Capítulo 1
"MILAGRE NA HORA ZERO"

     Sem blusa, com as calças ainda na coxa e o cinto desafivelado, Carlos observava a tela do seu computador enquanto roía as unhas. Estava se arrumando quando resolveu se sentar sobre sua cadeira giratória. Olhou rapidamente para o relógio no canto direito inferior do monitor, eram onze da noite.
     Aos poucos, e sem tirar os olhos da tela, ele foi subindo a calça e se arrumando melhor. Estava aéreo. O quarto vazio e desarrumado lhe trazia lembranças desagradáveis. A casa estava silenciosa, os cômodos escuros. Parecia que estava sozinho em casa, mesmo não estando.
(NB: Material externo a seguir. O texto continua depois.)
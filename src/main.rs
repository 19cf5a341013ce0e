use field_tracker::{app, config::Config};
use std::env;

#[tokio::main]
async fn main() -> Result<(), Box<dyn std::error::Error>> {
    env_logger::Builder::from_env(env_logger::Env::default().default_filter_or("info")).init();

    let config = Config::from_env()?;

    // `authorize` only runs the Google consent flow and exits
    match env::args().nth(1).as_deref() {
        None | Some("serve") => app::run(config).await?,
        Some("authorize") => {
            app::authorize(&config).await?;
            log::info!("Authorization complete");
        }
        Some(other) => {
            eprintln!("Usage: field-tracker [serve|authorize]");
            return Err(format!("unknown command '{}'", other).into());
        }
    }

    Ok(())
}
     Pegou o relógio sobre a cômoda e sua blusa pólo branca, de malha de algodão e a vestiu. Feito isso, rapidamente voltou para o computador. Novamente levou os olhos para o relógio na tela, havia se passado apenas três minutos. A espera o estava irritando. Queria olhar mais vezes para o relógio, mas sentia vergonha de si mesmo. Tentava olhar de soslaio, mas sentia-se ridículo e voltava os olhos para o centro da tela.
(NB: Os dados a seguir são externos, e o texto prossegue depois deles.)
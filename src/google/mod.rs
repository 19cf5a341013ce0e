//! Google Sheets client over plain HTTP.
//!
//! Token format follows the JSON written by Google's own OAuth client
//! libraries, so an existing `token.json` keeps working.
//!
//! Modules:
//! - auth: OAuth2 browser consent flow
//! - sheets: Sheets API v4 `values.get`
//! - token_store: token file persistence

pub mod auth;
pub mod sheets;
pub mod token_store;

use std::path::{Path, PathBuf};
use std::time::Duration;

use serde::{Deserialize, Serialize};
use tokio::sync::Mutex;

pub use token_store::TokenStore;

/// Read-only access to spreadsheets is all the dashboard needs.
pub const SCOPES: &[&str] = &["https://www.googleapis.com/auth/spreadsheets.readonly"];

// ============================================================================
// Token types
// ============================================================================

/// OAuth2 token payload persisted in the token file.
///
/// Both `token` and `access_token` are accepted on read.
#[derive(Debug, Clone, Serialize, Deserialize)]
pub struct GoogleToken {
    #[serde(alias = "access_token")]
    pub token: String,
    /// Long-lived token used to mint new access tokens
    pub refresh_token: Option<String>,
    #[serde(default = "default_token_uri")]
    pub token_uri: String,
    pub client_id: String,
    #[serde(default)]
    pub client_secret: Option<String>,
    #[serde(default)]
    pub scopes: Vec<String>,
    /// RFC 3339 expiry
    #[serde(default)]
    pub expiry: Option<String>,
}

fn default_token_uri() -> String {
    "https://oauth2.googleapis.com/token".to_string()
}

/// OAuth2 client credentials from credentials.json (Desktop App type).
#[derive(Debug, Clone, Deserialize)]
pub struct ClientCredentials {
    pub installed: InstalledAppCredentials,
}

#[derive(Debug, Clone, Deserialize)]
pub struct InstalledAppCredentials {
    pub client_id: String,
    #[serde(default)]
    pub client_secret: Option<String>,
    pub auth_uri: String,
    pub token_uri: String,
    #[serde(default)]
    pub redirect_uris: Vec<String>,
}

// ============================================================================
// Error type
// ============================================================================

#[derive(Debug, thiserror::Error)]
pub enum GoogleApiError {
    #[error("HTTP: {0}")]
    Http(#[from] reqwest::Error),
    #[error("Token expired or revoked")]
    AuthExpired,
    #[error("Credentials not found at {0}")]
    CredentialsNotFound(PathBuf),
    #[error("Token not found at {0}")]
    TokenNotFound(PathBuf),
    #[error("Token refresh failed: {0}")]
    RefreshFailed(String),
    #[error("API error {status}: {message}")]
    ApiError { status: u16, message: String },
    #[error("IO: {0}")]
    Io(#[from] std::io::Error),
    #[error("JSON: {0}")]
    Json(#[from] serde_json::Error),
    #[error("OAuth flow cancelled")]
    FlowCancelled,
    #[error("Invalid credentials format: {0}")]
    InvalidCredentials(String),
    #[error("OAuth state mismatch")]
    OAuthStateMismatch,
}

impl GoogleApiError {
    /// Whether the stored token can no longer be used and consent must be rerun.
    pub fn needs_consent(&self) -> bool {
        matches!(self, GoogleApiError::AuthExpired | GoogleApiError::TokenNotFound(_))
    }
}

// ============================================================================
// Retries
// ============================================================================

#[derive(Debug, Clone)]
pub struct RetryPolicy {
    pub max_attempts: u32,
    pub initial_backoff_ms: u64,
    pub max_backoff_ms: u64,
}

impl Default for RetryPolicy {
    fn default() -> Self {
        Self {
            max_attempts: 3,
            initial_backoff_ms: 250,
            max_backoff_ms: 2_000,
        }
    }
}

fn is_retryable(status: reqwest::StatusCode) -> bool {
    status == reqwest::StatusCode::TOO_MANY_REQUESTS
        || status == reqwest::StatusCode::REQUEST_TIMEOUT
        || status.is_server_error()
}

fn retry_delay(attempt: u32, policy: &RetryPolicy) -> Duration {
    let exponent = 2u64.saturating_pow(attempt.saturating_sub(1));
    let backoff = policy
        .initial_backoff_ms
        .saturating_mul(exponent)
        .min(policy.max_backoff_ms);
    Duration::from_millis(backoff)
}

/// Send a request, retrying throttling, server errors and transport failures.
pub async fn send_with_retry(
    request: reqwest::RequestBuilder,
    policy: &RetryPolicy,
) -> Result<reqwest::Response, GoogleApiError> {
    let attempts = policy.max_attempts.max(1);
    for attempt in 1..=attempts {
        let Some(cloned) = request.try_clone() else {
            return request.send().await.map_err(GoogleApiError::Http);
        };

        match cloned.send().await {
            Ok(response) => {
                let status = response.status();
                if is_retryable(status) && attempt < attempts {
                    let delay = retry_delay(attempt, policy);
                    log::warn!(
                        "sheets retry {}/{} after status {} (sleep {:?})",
                        attempt,
                        attempts,
                        status,
                        delay
                    );
                    tokio::time::sleep(delay).await;
                    continue;
                }
                return Ok(response);
            }
            Err(err) => {
                if (err.is_timeout() || err.is_connect()) && attempt < attempts {
                    let delay = retry_delay(attempt, policy);
                    log::warn!(
                        "sheets retry {}/{} after transport error: {} (sleep {:?})",
                        attempt,
                        attempts,
                        err,
                        delay
                    );
                    tokio::time::sleep(delay).await;
                    continue;
                }
                return Err(GoogleApiError::Http(err));
            }
        }
    }

    Err(GoogleApiError::RefreshFailed(
        "request exhausted retries".to_string(),
    ))
}

// ============================================================================
// Credentials
// ============================================================================

/// Load the installed-app client credentials file.
pub fn load_credentials(path: &Path) -> Result<ClientCredentials, GoogleApiError> {
    if !path.exists() {
        return Err(GoogleApiError::CredentialsNotFound(path.to_path_buf()));
    }
    let content = std::fs::read_to_string(path)?;
    serde_json::from_str(&content)
        .map_err(|e| GoogleApiError::InvalidCredentials(format!("{}: {}", path.display(), e)))
}

// ============================================================================
// Token refresh
// ============================================================================

static TOKEN_REFRESH_MUTEX: std::sync::OnceLock<Mutex<()>> = std::sync::OnceLock::new();

fn refresh_mutex() -> &'static Mutex<()> {
    TOKEN_REFRESH_MUTEX.get_or_init(|| Mutex::new(()))
}

/// Check if a token is expired, treating the last 60 seconds as expired.
pub fn is_token_expired(token: &GoogleToken) -> bool {
    match &token.expiry {
        None => true,
        Some(expiry_str) => match chrono::DateTime::parse_from_rfc3339(expiry_str) {
            Ok(expiry) => expiry <= chrono::Utc::now() + chrono::Duration::seconds(60),
            Err(_) => true,
        },
    }
}

/// Refresh an access token and persist the result.
///
/// Concurrent refreshes are serialized so a burst of per-request fetches
/// only hits the token endpoint once at a time.
pub async fn refresh_access_token(
    token: &GoogleToken,
    store: &TokenStore,
) -> Result<GoogleToken, GoogleApiError> {
    let _guard = refresh_mutex().lock().await;

    let refresh_token = token
        .refresh_token
        .as_ref()
        .ok_or(GoogleApiError::AuthExpired)?;

    let mut form = vec![
        ("client_id", token.client_id.as_str()),
        ("refresh_token", refresh_token.as_str()),
        ("grant_type", "refresh_token"),
    ];
    if let Some(secret) = token.client_secret.as_deref() {
        form.push(("client_secret", secret));
    }

    let resp = reqwest::Client::new()
        .post(&token.token_uri)
        .form(&form)
        .send()
        .await?;
    let status = resp.status();
    let body_text = resp.text().await.unwrap_or_default();
    if !status.is_success() {
        return Err(map_refresh_error(status.as_u16(), &body_text));
    }

    let body: serde_json::Value = serde_json::from_str(&body_text)?;
    let access_token = body["access_token"]
        .as_str()
        .ok_or_else(|| GoogleApiError::RefreshFailed("No access_token in response".into()))?;
    let expires_in = body["expires_in"].as_u64().unwrap_or(3600);
    let expiry = chrono::Utc::now() + chrono::Duration::seconds(expires_in as i64);

    let mut new_token = token.clone();
    new_token.token = access_token.to_string();
    new_token.expiry = Some(expiry.to_rfc3339());
    store.save(&new_token)?;

    log::info!("Refreshed Google access token");
    Ok(new_token)
}

fn map_refresh_error(status: u16, body: &str) -> GoogleApiError {
    let lowered = body.to_lowercase();
    if (status == 400 || status == 401)
        && (lowered.contains("invalid_grant") || lowered.contains("token has been expired"))
    {
        return GoogleApiError::AuthExpired;
    }
    GoogleApiError::RefreshFailed(format!("HTTP {}: {}", status, body))
}

/// Get a valid access token from the store, refreshing it if expired.
pub async fn get_valid_access_token(store: &TokenStore) -> Result<String, GoogleApiError> {
    let token = store.load()?;

    if is_token_expired(&token) {
        let refreshed = refresh_access_token(&token, store).await?;
        Ok(refreshed.token)
    } else {
        Ok(token.token)
    }
}

/// Make sure a usable token exists, running the consent flow when it doesn't.
pub async fn ensure_authorized(
    credentials_path: &Path,
    store: &TokenStore,
) -> Result<(), GoogleApiError> {
    match get_valid_access_token(store).await {
        Ok(_) => Ok(()),
        Err(e) if e.needs_consent() => {
            log::warn!("{}; starting browser consent", e);
            auth::run_consent_flow(credentials_path, store).await
        }
        Err(e) => Err(e),
    }
}

#[cfg(test)]
mod tests {
    use super::*;

    fn token(expiry: Option<String>) -> GoogleToken {
        GoogleToken {
            token: "test".to_string(),
            refresh_token: None,
            token_uri: default_token_uri(),
            client_id: "c".to_string(),
            client_secret: Some("s".to_string()),
            scopes: vec![],
            expiry,
        }
    }

    #[test]
    fn test_google_token_library_format() {
        let json = r#"{
            "token": "ya29.sheet-token",
            "refresh_token": "1//refresh",
            "token_uri": "https://oauth2.googleapis.com/token",
            "client_id": "client.apps.googleusercontent.com",
            "client_secret": "secret",
            "scopes": ["https://www.googleapis.com/auth/spreadsheets.readonly"],
            "expiry": "2026-02-08T12:00:00.000000Z",
            "universe_domain": "googleapis.com"
        }"#;

        let token: GoogleToken = serde_json::from_str(json).unwrap();
        assert_eq!(token.token, "ya29.sheet-token");
        assert_eq!(token.refresh_token.as_deref(), Some("1//refresh"));
        assert_eq!(token.scopes, SCOPES);
    }

    #[test]
    fn test_google_token_access_token_alias() {
        let json = r#"{
            "access_token": "ya29.alias-token",
            "refresh_token": "1//refresh",
            "client_id": "client"
        }"#;

        let token: GoogleToken = serde_json::from_str(json).unwrap();
        assert_eq!(token.token, "ya29.alias-token");
        assert_eq!(token.token_uri, "https://oauth2.googleapis.com/token");
        assert!(token.client_secret.is_none());
    }

    #[test]
    fn test_is_token_expired() {
        assert!(is_token_expired(&token(None)));
        assert!(is_token_expired(&token(Some("not a date".to_string()))));

        let future = chrono::Utc::now() + chrono::Duration::hours(1);
        assert!(!is_token_expired(&token(Some(future.to_rfc3339()))));

        let past = chrono::Utc::now() - chrono::Duration::hours(1);
        assert!(is_token_expired(&token(Some(past.to_rfc3339()))));

        // Inside the 60 second margin
        let soon = chrono::Utc::now() + chrono::Duration::seconds(30);
        assert!(is_token_expired(&token(Some(soon.to_rfc3339()))));
    }

    #[test]
    fn test_map_refresh_error() {
        assert!(matches!(
            map_refresh_error(400, r#"{"error": "invalid_grant"}"#),
            GoogleApiError::AuthExpired
        ));
        assert!(matches!(
            map_refresh_error(500, "boom"),
            GoogleApiError::RefreshFailed(_)
        ));
    }

    #[test]
    fn test_credentials_file() {
        let dir = tempfile::tempdir().unwrap();
        let path = dir.path().join("credentials.json");
        assert!(matches!(
            load_credentials(&path),
            Err(GoogleApiError::CredentialsNotFound(_))
        ));

        std::fs::write(
            &path,
            r#"{
                "installed": {
                    "client_id": "12345.apps.googleusercontent.com",
                    "client_secret": "secret",
                    "auth_uri": "https://accounts.google.com/o/oauth2/auth",
                    "token_uri": "https://oauth2.googleapis.com/token",
                    "redirect_uris": ["http://localhost"]
                }
            }"#,
        )
        .unwrap();
        let creds = load_credentials(&path).unwrap();
        assert_eq!(creds.installed.client_id, "12345.apps.googleusercontent.com");
        assert_eq!(creds.installed.redirect_uris, vec!["http://localhost"]);

        std::fs::write(&path, "{}").unwrap();
        assert!(matches!(
            load_credentials(&path),
            Err(GoogleApiError::InvalidCredentials(_))
        ));
    }

    #[test]
    fn test_retry_delay_is_capped() {
        let policy = RetryPolicy::default();
        assert_eq!(retry_delay(1, &policy), Duration::from_millis(250));
        assert_eq!(retry_delay(2, &policy), Duration::from_millis(500));
        assert_eq!(retry_delay(10, &policy), Duration::from_millis(2_000));
    }

    #[tokio::test]
    async fn test_missing_token_needs_consent() {
        let dir = tempfile::tempdir().unwrap();
        let store = TokenStore::new(dir.path().join("token.json"));
        let err = get_valid_access_token(&store).await.unwrap_err();
        assert!(err.needs_consent());
    }
}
     O barulho do chão de madeira rangendo o fez olhar para a porta do quarto. Pôde ver uma sombra se aproximar. Enquanto esperava a silhueta tomar forma de gente, reparou que algumas fotos antes penduradas no quadro de cortiça, presas por tachinhas de metal, haviam sumido. Estranhou, mas sabia o que tinha acontecido. Seu pai surgiu na porta com uma aparência cansada. Olhos fundos, cabelos desgrenhados, uma fisionomia que nada combinava com o terno preto e alinhado que vestia.  Nas mãos carregava um pequeno embrulho amarrado com um enorme laço vermelho. O laço era duas vezes maior do que a pequena caixa do tamanho de um cd.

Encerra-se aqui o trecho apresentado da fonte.